__Exercise objective__
Please output exactly the lines of the material from the first through the line containing "self.init_options = options;", and nothing more.

__Data for this exercise__
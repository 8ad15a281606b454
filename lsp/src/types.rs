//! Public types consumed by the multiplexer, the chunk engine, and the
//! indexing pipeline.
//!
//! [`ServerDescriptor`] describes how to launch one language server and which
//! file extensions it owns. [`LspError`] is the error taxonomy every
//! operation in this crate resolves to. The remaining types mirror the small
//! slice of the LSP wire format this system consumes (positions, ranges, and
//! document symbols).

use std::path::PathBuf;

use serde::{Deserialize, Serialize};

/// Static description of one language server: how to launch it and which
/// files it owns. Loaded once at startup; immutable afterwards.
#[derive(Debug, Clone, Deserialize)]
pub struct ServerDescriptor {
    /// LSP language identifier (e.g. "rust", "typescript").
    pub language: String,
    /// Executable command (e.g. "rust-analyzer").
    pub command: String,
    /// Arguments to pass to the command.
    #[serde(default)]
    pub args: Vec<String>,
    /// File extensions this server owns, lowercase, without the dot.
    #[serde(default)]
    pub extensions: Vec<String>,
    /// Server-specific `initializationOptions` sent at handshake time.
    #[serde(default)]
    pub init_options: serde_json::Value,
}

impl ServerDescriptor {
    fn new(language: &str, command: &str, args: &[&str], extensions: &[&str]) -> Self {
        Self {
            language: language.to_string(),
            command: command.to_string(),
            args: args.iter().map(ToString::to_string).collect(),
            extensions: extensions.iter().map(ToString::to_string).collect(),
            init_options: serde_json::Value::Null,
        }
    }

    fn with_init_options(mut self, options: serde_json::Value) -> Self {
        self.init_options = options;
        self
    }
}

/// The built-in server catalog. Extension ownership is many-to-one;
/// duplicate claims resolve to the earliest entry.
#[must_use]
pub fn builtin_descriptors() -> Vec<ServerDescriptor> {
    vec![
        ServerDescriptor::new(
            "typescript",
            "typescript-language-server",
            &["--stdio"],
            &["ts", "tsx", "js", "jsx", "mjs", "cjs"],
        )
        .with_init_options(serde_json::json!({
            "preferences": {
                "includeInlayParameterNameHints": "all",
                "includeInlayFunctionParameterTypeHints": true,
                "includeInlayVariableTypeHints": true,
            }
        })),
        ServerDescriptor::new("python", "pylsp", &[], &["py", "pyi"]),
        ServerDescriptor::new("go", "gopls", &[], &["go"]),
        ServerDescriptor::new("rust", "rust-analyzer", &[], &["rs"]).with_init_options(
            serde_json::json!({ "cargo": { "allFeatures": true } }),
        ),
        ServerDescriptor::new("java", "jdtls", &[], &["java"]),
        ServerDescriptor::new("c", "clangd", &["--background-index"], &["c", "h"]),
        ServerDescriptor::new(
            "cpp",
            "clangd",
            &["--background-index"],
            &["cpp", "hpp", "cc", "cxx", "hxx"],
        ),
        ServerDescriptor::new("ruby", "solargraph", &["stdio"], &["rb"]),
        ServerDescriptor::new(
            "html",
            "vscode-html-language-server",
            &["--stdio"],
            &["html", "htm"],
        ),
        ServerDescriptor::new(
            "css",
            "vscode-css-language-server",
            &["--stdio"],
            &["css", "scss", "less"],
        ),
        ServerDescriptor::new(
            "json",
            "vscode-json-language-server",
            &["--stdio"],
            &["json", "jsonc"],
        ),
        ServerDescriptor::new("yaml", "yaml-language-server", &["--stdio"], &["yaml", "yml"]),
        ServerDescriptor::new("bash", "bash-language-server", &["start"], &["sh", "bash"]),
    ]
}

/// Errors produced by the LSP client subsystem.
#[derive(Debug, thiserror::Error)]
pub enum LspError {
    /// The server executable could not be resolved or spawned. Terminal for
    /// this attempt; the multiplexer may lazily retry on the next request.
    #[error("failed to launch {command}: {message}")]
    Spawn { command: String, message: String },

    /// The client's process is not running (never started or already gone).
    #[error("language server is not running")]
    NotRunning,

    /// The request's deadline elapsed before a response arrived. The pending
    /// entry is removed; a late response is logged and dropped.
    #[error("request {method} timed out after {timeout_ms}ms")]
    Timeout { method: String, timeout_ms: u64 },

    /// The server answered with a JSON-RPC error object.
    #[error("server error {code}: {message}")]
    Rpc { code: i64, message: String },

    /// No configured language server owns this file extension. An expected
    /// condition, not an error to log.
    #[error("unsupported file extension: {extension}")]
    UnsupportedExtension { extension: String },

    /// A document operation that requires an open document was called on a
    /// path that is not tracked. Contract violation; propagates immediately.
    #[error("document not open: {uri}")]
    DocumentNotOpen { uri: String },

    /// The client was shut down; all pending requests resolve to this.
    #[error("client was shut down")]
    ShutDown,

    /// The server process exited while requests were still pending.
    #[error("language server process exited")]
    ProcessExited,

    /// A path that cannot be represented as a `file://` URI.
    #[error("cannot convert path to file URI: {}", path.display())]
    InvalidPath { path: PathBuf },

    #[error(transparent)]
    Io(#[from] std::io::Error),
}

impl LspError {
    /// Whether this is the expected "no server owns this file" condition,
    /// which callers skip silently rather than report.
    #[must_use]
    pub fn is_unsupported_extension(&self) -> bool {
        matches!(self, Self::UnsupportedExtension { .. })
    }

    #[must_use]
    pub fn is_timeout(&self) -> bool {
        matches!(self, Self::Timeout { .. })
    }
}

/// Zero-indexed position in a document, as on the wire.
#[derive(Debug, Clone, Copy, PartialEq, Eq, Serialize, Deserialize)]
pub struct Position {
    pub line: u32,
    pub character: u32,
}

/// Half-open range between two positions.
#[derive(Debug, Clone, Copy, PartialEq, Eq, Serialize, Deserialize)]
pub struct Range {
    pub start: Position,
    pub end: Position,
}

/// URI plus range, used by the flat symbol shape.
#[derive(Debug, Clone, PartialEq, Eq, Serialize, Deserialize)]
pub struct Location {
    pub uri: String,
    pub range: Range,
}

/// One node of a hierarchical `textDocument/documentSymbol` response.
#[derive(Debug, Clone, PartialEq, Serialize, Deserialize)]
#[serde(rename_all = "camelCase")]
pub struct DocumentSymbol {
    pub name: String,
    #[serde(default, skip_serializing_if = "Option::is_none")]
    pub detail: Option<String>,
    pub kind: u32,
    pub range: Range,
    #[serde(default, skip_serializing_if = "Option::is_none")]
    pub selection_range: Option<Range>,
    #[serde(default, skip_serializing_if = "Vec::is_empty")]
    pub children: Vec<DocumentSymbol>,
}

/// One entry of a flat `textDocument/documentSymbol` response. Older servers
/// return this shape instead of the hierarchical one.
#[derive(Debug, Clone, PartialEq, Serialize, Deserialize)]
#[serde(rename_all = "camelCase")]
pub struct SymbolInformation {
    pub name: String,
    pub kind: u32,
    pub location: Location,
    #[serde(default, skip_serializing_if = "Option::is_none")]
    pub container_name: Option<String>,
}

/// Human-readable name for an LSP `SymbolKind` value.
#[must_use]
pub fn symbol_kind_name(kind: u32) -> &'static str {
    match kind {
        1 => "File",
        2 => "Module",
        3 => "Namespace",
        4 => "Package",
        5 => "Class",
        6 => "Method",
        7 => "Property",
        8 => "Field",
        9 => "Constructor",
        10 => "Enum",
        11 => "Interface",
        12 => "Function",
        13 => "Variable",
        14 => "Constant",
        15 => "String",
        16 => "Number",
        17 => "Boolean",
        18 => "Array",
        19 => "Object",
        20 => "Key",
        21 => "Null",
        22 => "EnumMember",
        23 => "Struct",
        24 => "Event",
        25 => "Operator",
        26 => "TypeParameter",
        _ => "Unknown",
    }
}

__Exercise solution__
repository 8ad15a281606b454
filename lsp/src/types.rs
//! Public types consumed by the multiplexer, the chunk engine, and the
//! indexing pipeline.
//!
//! [`ServerDescriptor`] describes how to launch one language server and which
//! file extensions it owns. [`LspError`] is the error taxonomy every
//! operation in this crate resolves to. The remaining types mirror the small
//! slice of the LSP wire format this system consumes (positions, ranges, and
//! document symbols).

use std::path::PathBuf;

use serde::{Deserialize, Serialize};

/// Static description of one language server: how to launch it and which
/// files it owns. Loaded once at startup; immutable afterwards.
#[derive(Debug, Clone, Deserialize)]
pub struct ServerDescriptor {
    /// LSP language identifier (e.g. "rust", "typescript").
    pub language: String,
    /// Executable command (e.g. "rust-analyzer").
    pub command: String,
    /// Arguments to pass to the command.
    #[serde(default)]
    pub args: Vec<String>,
    /// File extensions this server owns, lowercase, without the dot.
    #[serde(default)]
    pub extensions: Vec<String>,
    /// Server-specific `initializationOptions` sent at handshake time.
    #[serde(default)]
    pub init_options: serde_json::Value,
}

impl ServerDescriptor {
    fn new(language: &str, command: &str, args: &[&str], extensions: &[&str]) -> Self {
        Self {
            language: language.to_string(),
            command: command.to_string(),
            args: args.iter().map(ToString::to_string).collect(),
            extensions: extensions.iter().map(ToString::to_string).collect(),
            init_options: serde_json::Value::Null,
        }
    }

    fn with_init_options(mut self, options: serde_json::Value) -> Self {
        self.init_options = options;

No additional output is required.